To follow up my earlier post with a thought that was still marinating before, another thing that I have been working on at school is creating more professional development that looks like the kind of learning we want to see in our district classrooms. As a leader, I am responsible not only to set a vision and goals for my area of supervision, but to model best practices for my teachers. If I want teacher‐centered classrooms with students passively absorbing volumes of content, then that’s the kind of professional development I need to continue doing.
But if I want student‐centered, learning‐focused, differentiated, problem‐based instruction, I need to create the same for my teachers. Providing a lecture on how to do active learning projects is not the way to get it done. I had a professor in graduate school from whom I learned a great deal. But I didn’t learn much from the actual class time. The professor had an enormously thick binder for each course stuffed with neatly‐typewritten (as in an actual typewriter) notes, each page carefully slid into a plastic sheet protector. He began each 3‐hour class by standing at a lectern, opening the binder to the page where he left off last time, and reading aloud to us from the script. Periodically he would salt the lecture with stories from his experience as a teacher, principal or superintendent; these were usually moderately interesting. Several times in each course (and I had at least half a dozen courses with him) he would admonish us not to teach as he taught, and that he was too old to change his ways.

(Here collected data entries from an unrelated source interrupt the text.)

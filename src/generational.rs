//! Two-level generational cache for recurring string values.
//!
//! Tag values tend to be low cardinality (`env`, `http.method`, peer names) but are
//! mixed with high cardinality ones (ids, urls). The cache keeps the former encoded
//! without letting the latter churn it:
//!
//! - The first request for a value only sets a marker; nothing is cached and the
//!   caller encodes live.
//! - A second request that hits the marker creates an entry in the eden table.
//! - Eden hits raise the entry's score. Once the score passes the promotion threshold
//!   the entry moves to the promoted table, evicting its least recently used entry
//!   if the search window is full.
//! - When eden has no free slot, its most frequently used entry is promoted early if
//!   the promoted table has room; otherwise the least frequently used eden entry is
//!   evicted.
//!
//! Both tables are open addressed with a short linear search window, so lookups and
//! inserts are bounded regardless of input cardinality.
//!
//! [`recalibrate`](GenerationalUtf8Cache::recalibrate) decays eden scores, purges
//! cold entries and tunes the promotion threshold from the promotion and eviction
//! counts since the last call. Call it at a natural boundary such as a flush.

use std::collections::hash_map::RandomState;
use std::fmt;
use std::hash::BuildHasher;
use std::sync::Mutex;

use bytes::Bytes;
use tracing::trace;

use crate::cache::EncodingCache;

const DEFAULT_EDEN_SIZE: usize = 64;
const DEFAULT_PROMOTED_SIZE: usize = 128;

const WINDOW_SLOTS: usize = 4;
const MIN_PROMOTION_THRESHOLD: f64 = 2.0;
const INITIAL_PROMOTION_THRESHOLD: f64 = 10.0;
const SCORE_DECAY: f64 = 0.8;
const PURGE_THRESHOLD: f64 = 0.1;
const PROMOTION_THRESHOLD_ADJ_FACTOR: f64 = 1.5;

/// Marker value for an unused slot. Hashes are adjusted to never equal it.
const EMPTY_MARK: u32 = 0;

/// Counters since the last recalibration.
#[derive(Debug, Default, Clone, Copy, PartialEq, Eq)]
pub struct CacheStats {
    pub eden_hits: u32,
    pub promoted_hits: u32,
    pub promotions: u32,
    pub early_promotions: u32,
    pub eden_evictions: u32,
    pub promoted_evictions: u32,
}

#[derive(Debug)]
struct Entry {
    hash: u32,
    value: Box<str>,
    utf8: Bytes,
    last_used: u64,
    score: f64,
}

impl Entry {
    fn new(hash: u32, value: &str) -> Self {
        Self {
            hash,
            value: Box::from(value),
            utf8: Bytes::copy_from_slice(value.as_bytes()),
            last_used: 0,
            score: 0.0,
        }
    }

    #[inline]
    fn matches(&self, hash: u32, value: &str) -> bool {
        self.hash == hash && &*self.value == value
    }

    #[inline]
    fn hit(&mut self, now: u64) -> f64 {
        self.last_used = now;
        self.score += 1.0;
        self.score
    }

    /// Returns true when the entry has gone cold.
    fn decay(&mut self) -> bool {
        self.score *= SCORE_DECAY;
        self.is_purgeable()
    }

    #[inline]
    fn is_purgeable(&self) -> bool {
        self.score < PURGE_THRESHOLD
    }
}

/// Slots visited for `hash` in a table of `len` (a power of two) slots.
#[inline]
fn window(len: usize, hash: u32) -> impl Iterator<Item = usize> {
    let mask = len - 1;
    let start = hash as usize & mask;
    (0..WINDOW_SLOTS).map(move |p| (start + p) & mask)
}

fn find(table: &[Option<Entry>], hash: u32, value: &str) -> Option<usize> {
    window(table.len(), hash).find(|&i| table[i].as_ref().is_some_and(|e| e.matches(hash, value)))
}

fn find_available(table: &[Option<Entry>], hash: u32) -> Option<usize> {
    window(table.len(), hash).find(|&i| table[i].as_ref().map_or(true, Entry::is_purgeable))
}

/// First empty slot in the window, or else the slot with the highest score.
fn find_empty_or_mfu(table: &[Option<Entry>], hash: u32) -> usize {
    let mut mfu = (f64::MIN, 0);
    for i in window(table.len(), hash) {
        match &table[i] {
            None => return i,
            Some(e) if e.score > mfu.0 => mfu = (e.score, i),
            Some(_) => {}
        }
    }
    mfu.1
}

/// Insert into a free or purgeable slot, else replace the lowest score. True on eviction.
fn lfu_insert(table: &mut [Option<Entry>], entry: Entry) -> bool {
    let mut lfu = (f64::MAX, 0);
    for i in window(table.len(), entry.hash) {
        match &table[i] {
            None => {
                table[i] = Some(entry);
                return false;
            }
            Some(e) if e.is_purgeable() => {
                table[i] = Some(entry);
                return false;
            }
            Some(e) if e.score < lfu.0 => lfu = (e.score, i),
            Some(_) => {}
        }
    }
    table[lfu.1] = Some(entry);
    true
}

/// Insert into a free or matching slot, else replace the oldest use. True on eviction.
fn lru_insert(table: &mut [Option<Entry>], entry: Entry) -> bool {
    let mut lru = (u64::MAX, 0);
    for i in window(table.len(), entry.hash) {
        match &table[i] {
            None => {
                table[i] = Some(entry);
                return false;
            }
            Some(e) if e.matches(entry.hash, &entry.value) => {
                table[i] = Some(entry);
                return false;
            }
            Some(e) if e.last_used < lru.0 => lru = (e.last_used, i),
            Some(_) => {}
        }
    }
    table[lru.1] = Some(entry);
    true
}

/// Record `hash` in its marker slot. True if the slot already held it.
fn mark(markers: &mut [u32], hash: u32) -> bool {
    let index = hash as usize & (markers.len() - 1);
    let prior = std::mem::replace(&mut markers[index], hash);
    prior == hash
}

struct Generations {
    eden: Box<[Option<Entry>]>,
    markers: Box<[u32]>,
    promoted: Box<[Option<Entry>]>,
    clock: u64,
    promotion_threshold: f64,
    stats: CacheStats,
}

impl Generations {
    fn new(eden_size: usize, promoted_size: usize) -> Self {
        Self {
            eden: std::iter::repeat_with(|| None).take(eden_size).collect(),
            markers: vec![EMPTY_MARK; eden_size].into_boxed_slice(),
            promoted: std::iter::repeat_with(|| None).take(promoted_size).collect(),
            clock: 0,
            promotion_threshold: INITIAL_PROMOTION_THRESHOLD,
            stats: CacheStats::default(),
        }
    }

    fn lookup(&mut self, hash: u32, value: &str) -> Option<Bytes> {
        self.clock += 1;
        let now = self.clock;

        if let Some(i) = find(&self.eden, hash, value) {
            let entry = self.eden[i].as_mut()?;
            let score = entry.hit(now);
            let utf8 = entry.utf8.clone();
            self.stats.eden_hits += 1;
            if score > self.promotion_threshold {
                if let Some(entry) = self.eden[i].take() {
                    self.stats.promotions += 1;
                    if lru_insert(&mut self.promoted, entry) {
                        self.stats.promoted_evictions += 1;
                    }
                }
            }
            return Some(utf8);
        }

        if let Some(i) = find(&self.promoted, hash, value) {
            let entry = self.promoted[i].as_mut()?;
            entry.hit(now);
            self.stats.promoted_hits += 1;
            return Some(entry.utf8.clone());
        }

        // a first sighting only leaves a marker
        if !mark(&mut self.markers, hash) {
            return None;
        }

        let mut entry = Entry::new(hash, value);
        // the marked request counts too
        entry.hit(now);
        entry.hit(now);
        let utf8 = entry.utf8.clone();

        let slot = find_empty_or_mfu(&self.eden, hash);
        let mfu_hash = match &self.eden[slot] {
            None => {
                self.eden[slot] = Some(entry);
                return Some(utf8);
            }
            Some(mfu) => mfu.hash,
        };
        if let Some(free) = find_available(&self.promoted, mfu_hash) {
            self.promoted[free] = self.eden[slot].take();
            self.eden[slot] = Some(entry);
            self.stats.early_promotions += 1;
        } else if lfu_insert(&mut self.eden, entry) {
            self.stats.eden_evictions += 1;
        }
        Some(utf8)
    }

    fn recalibrate(&mut self) {
        for slot in self.eden.iter_mut() {
            if slot.as_mut().is_some_and(Entry::decay) {
                *slot = None;
            }
        }
        self.markers.fill(EMPTY_MARK);

        let promotions = self.stats.promotions + self.stats.early_promotions;
        if promotions == 0 && self.promotion_threshold >= MIN_PROMOTION_THRESHOLD {
            self.promotion_threshold /= PROMOTION_THRESHOLD_ADJ_FACTOR;
        } else if promotions > self.stats.promoted_evictions / 2 {
            self.promotion_threshold *= PROMOTION_THRESHOLD_ADJ_FACTOR;
        }
        trace!(
            stats = ?self.stats,
            promotion_threshold = self.promotion_threshold,
            "recalibrated value cache"
        );
        self.stats = CacheStats::default();
    }
}

/// Bounded, self-tuning cache of UTF-8 encodings for recurring values.
///
/// Thread-safe. A lookup that finds the cache busy returns `None` and the caller
/// encodes live, so contention never blocks a writer.
///
/// ```
/// use packstream::{EncodingCache, GenerationalUtf8Cache};
///
/// let cache = GenerationalUtf8Cache::new();
/// assert_eq!(cache.encode("prod"), None); // first sighting
/// assert_eq!(cache.encode("prod").as_deref(), Some(&b"prod"[..]));
/// ```
pub struct GenerationalUtf8Cache {
    hasher: RandomState,
    state: Mutex<Generations>,
}

impl Default for GenerationalUtf8Cache {
    fn default() -> Self {
        Self::new()
    }
}

impl fmt::Debug for GenerationalUtf8Cache {
    fn fmt(&self, f: &mut fmt::Formatter<'_>) -> fmt::Result {
        f.debug_struct("GenerationalUtf8Cache")
            .field("eden_len", &self.eden_len())
            .field("promoted_len", &self.promoted_len())
            .field("stats", &self.stats())
            .finish()
    }
}

impl GenerationalUtf8Cache {
    /// 64 eden slots and 128 promoted slots.
    pub fn new() -> Self {
        Self::with_sizes(DEFAULT_EDEN_SIZE, DEFAULT_PROMOTED_SIZE)
    }

    /// Table sizes are rounded up to a power of two no smaller than the search window.
    pub fn with_sizes(eden_size: usize, promoted_size: usize) -> Self {
        let eden_size = eden_size.max(WINDOW_SLOTS).next_power_of_two();
        let promoted_size = promoted_size.max(WINDOW_SLOTS).next_power_of_two();
        Self {
            hasher: RandomState::new(),
            state: Mutex::new(Generations::new(eden_size, promoted_size)),
        }
    }

    #[inline]
    fn hash(&self, value: &str) -> u32 {
        match self.hasher.hash_one(value) as u32 {
            EMPTY_MARK => 0x0DA7_AD06,
            h => h,
        }
    }

    /// Decay eden scores, drop cold entries and retune the promotion threshold.
    pub fn recalibrate(&self) {
        if let Ok(mut state) = self.state.lock() {
            state.recalibrate();
        }
    }

    /// Counters since the last recalibration.
    pub fn stats(&self) -> CacheStats {
        self.state.lock().map(|s| s.stats).unwrap_or_default()
    }

    pub fn promotion_threshold(&self) -> f64 {
        self.state
            .lock()
            .map(|s| s.promotion_threshold)
            .unwrap_or(INITIAL_PROMOTION_THRESHOLD)
    }

    /// Slots available in the eden and promoted tables.
    pub fn capacity(&self) -> (usize, usize) {
        self.state
            .lock()
            .map(|s| (s.eden.len(), s.promoted.len()))
            .unwrap_or_default()
    }

    pub fn eden_len(&self) -> usize {
        self.state
            .lock()
            .map(|s| s.eden.iter().flatten().count())
            .unwrap_or_default()
    }

    pub fn promoted_len(&self) -> usize {
        self.state
            .lock()
            .map(|s| s.promoted.iter().flatten().count())
            .unwrap_or_default()
    }

    /// True if `value` sits in the promoted table.
    pub fn is_promoted(&self, value: &str) -> bool {
        let hash = self.hash(value);
        self.state
            .lock()
            .map(|s| find(&s.promoted, hash, value).is_some())
            .unwrap_or(false)
    }
}

impl EncodingCache for GenerationalUtf8Cache {
    fn encode(&self, s: &str) -> Option<Bytes> {
        let hash = self.hash(s);
        self.state.try_lock().ok()?.lookup(hash, s)
    }
}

Where I really learned were from his assignments. He had a way of generating spectacular questions and prompts which forced us to dig, analyze, and make connections between what we were reading and discussing in class. What would make them even more powerful would have been to turn them into collaborative exercises where we worked together to research and problem solve.
Where the Edcamp model really shines, and where I think it pushes the envelope to the edge, is going even beyond student‐centered learning to student‐driven learning. When we allow students (in this case, the educators) to follow their passions and interests, to explore the things that already have meaning for them and to wrestle together with each other over those meanings and applications, the learning that can take place will be immense. Angela Maiers is a huge proponent of this approach, and her work would probably help us to design better teacher professional development.

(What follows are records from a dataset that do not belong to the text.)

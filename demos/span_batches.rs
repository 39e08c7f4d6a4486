use packstream::{
    CachingStrategies, Error, GenerationalUtf8Cache, MessageFormatter, Packer, PackerConfig,
    SinkError, Utf8Table, Value, Writable, WriteResult,
};

struct Span<'a> {
    name: &'a str,
    trace_id: u64,
    duration_ns: i64,
    tags: &'a [(&'a str, Value<'a>)],
}

fn main() -> Result<(), Error> {
    // Small buffer so the demo shows several frames.
    let config = PackerConfig::default().with_buffer_capacity(128);
    let values = GenerationalUtf8Cache::new();
    let caches = CachingStrategies::new(
        Utf8Table::from_static(&["name", "trace_id", "duration", "meta"]),
        &values,
    );

    let sink = |count: u32, frame: &[u8]| -> Result<(), SinkError> {
        println!("frame: {count} spans, {} bytes", frame.len());
        Ok(())
    };
    let mut packer = Packer::from_config(&config, sink)?;

    let mut mapper = |span: &Span<'_>, w: &mut dyn Writable| -> WriteResult {
        w.start_map(4)?;
        w.write_string("name", caches.constant_keys())?;
        w.write_string(span.name, caches.constant_values())?;
        w.write_string("trace_id", caches.constant_keys())?;
        w.write_long_as_string(span.trace_id as i64)?;
        w.write_string("duration", caches.constant_keys())?;
        w.write_long(span.duration_ns)?;
        w.write_string("meta", caches.constant_keys())?;
        w.write_map(span.tags, caches.no_caching())
    };

    let db_tags = [("rows", Value::I64(12)), ("table", Value::Str("orders"))];
    let http_tags = [("status", Value::I32(200)), ("cached", Value::Bool(false))];
    for i in 0..10u64 {
        let span = if i % 3 == 0 {
            Span { name: "http.request", trace_id: 1000 + i, duration_ns: 1_500_000, tags: &http_tags }
        } else {
            Span { name: "db.query", trace_id: 1000 + i, duration_ns: 80_000, tags: &db_tags }
        };
        packer.format(&span, &mut mapper)?;
    }
    packer.flush()?;
    println!("value cache: {:?}", values.stats());
    values.recalibrate();

    // A span that can never fit is reported instead of corrupting the stream.
    let huge = "x".repeat(256);
    let oversized = Span { name: &huge, trace_id: 1, duration_ns: 1, tags: &[] };
    match packer.format(&oversized, &mut mapper) {
        Err(Error::MessageTooLarge { capacity }) => println!("dropped span larger than {capacity} bytes"),
        other => other?,
    }
    Ok(())
}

I plan to explore ways to embed teacher‐centered learning into professional development that still moves us towards district‐initiated goals. Just as we can have teacher‐selected goals and still plan student‐centered learning, I believe we can embrace teacher interests and needs without giving up the overall mission and direction of a district initiative. What are your thoughts about how this could work, or how it might backfire on me? Has anyone done this before? What are your experiences? Tell me in the comments.